River Styx keeps on rolling.

After thirty-plus years, it's still a literary force of nature.

"let's start a magazine
to hell with literature
we want something redblooded...
something authentic and delirious
you know something genuine
like a mark in a toilet"

— e. e. cummings

Richard Newman has spent the past thirteen years working to keep St. Louis' oldest literary magazine alive. It has not been an easy task. "Literature and poetry are never going to have a huge audience," concedes the 41-year-old editor of River Styx. "We're not in the checkout aisle of the grocery store — not that I expect that, but it would be fun."

Tall and lanky with thinning brown hair that sticks up from his forehead, Newman says most magazines generally go under for two reasons: "First, lack of funding. Second, the editors get burned out." River Styx has in fact nearly perished on numerous occasions. Founded in 1975 by a group of Washington University graduate students in rebellion against bloodless academic poetry, the magazine remains — 33 years and 75 issues later — an independent nonprofit, overseen by a board of directors rather than a university or a corporation.

Virtually bereft of advertising, River Styx has survived bankruptcy, weathered an IRS probe, and endured endless rants about the public's indifference toward reading in general and poetry in particular. "Poetry is definitely not dead," insists Newman. "We're awash in submissions." In fact, three new issues appear every year, and dozens of writers still come to Duff's Restaurant in the Central West End for the magazine's monthly poetry and fiction readings. "You get a more encompassing view of literature from the readings," Newman explains. "I do believe literature and poetry should be heard as well as read."

The source of River Styx is a small two-room office in the Centene Center for the Arts, a former Masonic temple in Midtown. Newman and his staff moved here two years ago after the ceiling in their old office on Grand Boulevard collapsed twice and the toilet exploded. "It was like Niagara Falls," recalls Newman. "We had to evacuate. We thought we'd lost our archives and art. We came back into the office and it was like a steam bath. All the art was wavy."

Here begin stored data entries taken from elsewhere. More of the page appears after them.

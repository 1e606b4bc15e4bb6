//! Transport and HTTP status errors from the remote API.

use thiserror::Error;

#[derive(Error, Debug)]
pub enum ApiError {
    #[error("Access denied: {0}")]
    AccessDenied(String),

    #[error("Unauthorized - access token missing, expired or revoked")]
    Unauthorized,

    #[error("Resource not found: {0}")]
    NotFound(String),

    #[error("Rate limited - please wait before retrying")]
    RateLimited,

    #[error("Server error: {0}")]
    ServerError(String),

    #[error("Network error: {0}")]
    NetworkError(#[from] reqwest::Error),

    #[error("Invalid response: {0}")]
    InvalidResponse(String),
}

/// Maximum length for error response bodies in error messages
const MAX_ERROR_BODY_LENGTH: usize = 500;

impl ApiError {
    /// Truncate a response body to avoid logging excessive data
    fn truncate_body(body: &str) -> String {
        if body.len() <= MAX_ERROR_BODY_LENGTH {
            return body.to_string();
        }
        let mut end = MAX_ERROR_BODY_LENGTH;
        while !body.is_char_boundary(end) {
            end -= 1;
        }
        format!("{}... (truncated, {} total bytes)", &body[..end], body.len())
    }

    pub fn from_status(status: reqwest::StatusCode, body: &str) -> Self {
        let truncated = Self::truncate_body(body);
        match status.as_u16() {
            401 => ApiError::Unauthorized,
            403 => ApiError::AccessDenied(truncated),
            404 => ApiError::NotFound(truncated),
            429 => ApiError::RateLimited,
            500..=599 => ApiError::ServerError(truncated),
            _ => ApiError::InvalidResponse(format!("Status {}: {}", status, truncated)),
        }
    }

    /// True when the server rejected the credential attached to the request.
    pub fn is_auth_failure(&self) -> bool {
        matches!(self, ApiError::Unauthorized)
    }
}
use std::sync::Arc;

use chrono::{DateTime, Utc};
use tracing::warn;

use super::clock::TokenClock;
use super::jar::CookieJar;
use crate::api::TokenPair;
use crate::config::AuthConfig;

/// Snapshot of the stored credential.
#[derive(Debug, Clone, Default, PartialEq, Eq)]
pub struct Credential {
    pub access_token: Option<String>,
    pub refresh_token: Option<String>,
    pub expires_at: Option<DateTime<Utc>>,
}

impl Credential {
    pub fn is_empty(&self) -> bool {
        self.access_token.is_none() && self.refresh_token.is_none()
    }
}

/// Token persistence on top of a cookie jar.
///
/// Storage failures are logged and reads degrade to "absent", so the store
/// is always safe to consult before any network activity.
#[derive(Clone)]
pub struct CredentialStore {
    jar: Arc<dyn CookieJar>,
    access_key: String,
    refresh_key: String,
}

impl CredentialStore {
    pub fn new(jar: Arc<dyn CookieJar>, config: &AuthConfig) -> Self {
        Self {
            jar,
            access_key: config.access_token_cookie_name.clone(),
            refresh_key: config.refresh_token_cookie_name.clone(),
        }
    }

    pub fn get(&self, key: &str) -> Option<String> {
        match self.jar.get(key) {
            Ok(value) => value,
            Err(e) => {
                warn!(key, error = %e, "Failed to read credential");
                None
            }
        }
    }

    /// Store a value, returning it back to the caller
    pub fn set(&self, key: &str, value: String) -> String {
        if let Err(e) = self.jar.set(key, &value) {
            warn!(key, error = %e, "Failed to store credential");
        }
        value
    }

    /// Remove a value, returning what was stored before
    pub fn delete(&self, key: &str) -> Option<String> {
        let previous = self.get(key);
        if let Err(e) = self.jar.remove(key) {
            warn!(key, error = %e, "Failed to remove credential");
        }
        previous
    }

    pub fn access_token(&self) -> Option<String> {
        self.get(&self.access_key)
    }

    pub fn refresh_token(&self) -> Option<String> {
        self.get(&self.refresh_key)
    }

    pub fn has_refresh_token(&self) -> bool {
        self.refresh_token().is_some()
    }

    pub fn set_access_token(&self, token: String) -> String {
        self.set(&self.access_key, token)
    }

    pub fn set_refresh_token(&self, token: String) -> String {
        self.set(&self.refresh_key, token)
    }

    pub fn set_tokens(&self, tokens: &TokenPair) {
        self.set_access_token(tokens.access_token.clone());
        self.set_refresh_token(tokens.refresh_token.clone());
    }

    /// Remove both tokens
    pub fn clear(&self) {
        self.delete(&self.access_key);
        self.delete(&self.refresh_key);
    }

    /// Current credential, with the expiry derived from the access token
    pub fn credential(&self) -> Credential {
        let access_token = self.access_token();
        let expires_at = access_token
            .as_deref()
            .and_then(|t| TokenClock::decode_expiry(t).ok());
        Credential {
            access_token,
            refresh_token: self.refresh_token(),
            expires_at,
        }
    }
}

The archives survived. Decades of back issues of River Styx have migrated to the Centene Center, where they fill a small alcove off the office's main room. Boxes of manuscripts to be entered into the database and sent out to readers sit on the floor and on shelves. There are piles of thank-you notes for donations and postcards acknowledging receipt of manuscripts. There's also a comfortable olive green couch and a desk, bare except for the PC belonging to managing editor Michael Nye. A long folding table holds three more PCs and a shiny Mac used by a rotating assemblage of volunteers and interns. Newman considers it his duty to instruct the interns on the finer points of beer, basketball and where they might find alligator jerky.

Though officially River Styx's office hours are Tuesday, Wednesday and Thursday afternoons from 2 until 6 p.m., Newman is almost always working inside his tiny cluttered office, in his car, or at home in Soulard. He reads manuscripts, chooses art and plans the readings at Duff's. "It's like a full-time job I do continually," he says. He earns $10,000 a year editing River Styx and cobbles together the rest of his living from freelance writing and teaching at Washington University and the Florissant Valley branch of St. Louis Community College.

Newman grew up in southern Indiana and moved here to attend Washington University. He stayed on after graduating for three reasons: River Styx; his wife Kara; and his twelve-year-old daughter Natalie, of whom he has joint custody and who is credited in the magazine's masthead as "office help." He's published one book of his own poetry and four chapbooks. The most recent one, 24 Tall Boys: Dark Verse for Light Times, came out last fall. His favorite poets include Robert Frost, Philip Larkin, W. H. Auden, Elizabeth Bishop, Thomas Hardy and Shakespeare. "They're formal, musical and clear," he says. "But if everything in the magazine were like that, it would be pretty boring."

Newman tries to make every issue of River Styx as diverse as possible, both in terms of the published works and the writers. At the same time, he feels an obligation to connect with the average reader, which usually rules out obscure poetry — much to the chagrin of former editors, who intended the magazine to be a showcase for ethnic and experimental poetry.

"We saw River Styx as a journal that embraced everyone in the world," says Quincy Troupe, the poet and biographer of Miles Davis, and one of the magazine's editors in the 1970s and '80s. "The magazine started to go another way when Richard came. Richard had his own ideas. This isn't a criticism, but his ideas weren't as multicultural as mine. He's got the St. Louis mindset, which is — more white. People in St. Louis are very conservative. I understand the conservative vision, but I don't have to live with it."

(Troupe says he and Newman had a falling out when Newman refused to publish an excerpt from Charles Johnson's National Book Award-winning novel Middle Passage. However, Middle Passage appeared in 1990, long before Newman took over River Styx. Newman says he has no memory of the incident.)